**Aim of the task:**
Repeat exactly the lines from the one containing "pub fn internal_error(message: impl" through the last line of the records below, both included, and nothing else.

**Data listing:**
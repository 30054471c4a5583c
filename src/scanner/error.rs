use std::fmt::{Display, Formatter};

#[derive(Clone, Copy, Debug, PartialEq, Eq)]
pub enum ScannerErrorCode {
    /// The user (or policy) refused camera access.
    PermissionDenied,
    /// No usable camera, or the camera could not be started.
    DeviceUnavailable,
    /// A single frame could not be rasterised or analysed.
    Detection,
    Internal,
}

impl ScannerErrorCode {
    pub fn as_str(&self) -> &'static str {
        match self {
            ScannerErrorCode::PermissionDenied => "scanner/permission-denied",
            ScannerErrorCode::DeviceUnavailable => "scanner/device-unavailable",
            ScannerErrorCode::Detection => "scanner/detection",
            ScannerErrorCode::Internal => "scanner/internal",
        }
    }
}

#[derive(Clone, Debug, PartialEq, Eq)]
pub struct ScannerError {
    pub code: ScannerErrorCode,
    message: String,
}

impl ScannerError {
    pub fn new(code: ScannerErrorCode, message: impl Into<String>) -> Self {
        Self {
            code,
            message: message.into(),
        }
    }

    pub fn code_str(&self) -> &'static str {
        self.code.as_str()
    }

    pub fn message(&self) -> &str {
        &self.message
    }

    /// Camera acquisition failures, which send the user to manual entry.
    pub fn is_device_error(&self) -> bool {
        matches!(
            self.code,
            ScannerErrorCode::PermissionDenied | ScannerErrorCode::DeviceUnavailable
        )
    }
}

impl Display for ScannerError {
    fn fmt(&self, f: &mut Formatter<'_>) -> std::fmt::Result {
        write!(f, "{} ({})", self.message, self.code_str())
    }
}

impl std::error::Error for ScannerError {}

pub type ScannerResult<T> = Result<T, ScannerError>;

pub fn permission_denied(message: impl Into<String>) -> ScannerError {
    ScannerError::new(ScannerErrorCode::PermissionDenied, message)
}

pub fn device_unavailable(message: impl Into<String>) -> ScannerError {
    ScannerError::new(ScannerErrorCode::DeviceUnavailable, message)
}

pub fn detection_error(message: impl Into<String>) -> ScannerError {
    ScannerError::new(ScannerErrorCode::Detection, message)
}

pub fn internal_error(message: impl Into<String>) -> ScannerError {
    ScannerError::new(ScannerErrorCode::Internal, message)
}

**Answer to this problem:**
pub fn internal_error(message: impl Into<String>) -> ScannerError {
    ScannerError::new(ScannerErrorCode::Internal, message)
}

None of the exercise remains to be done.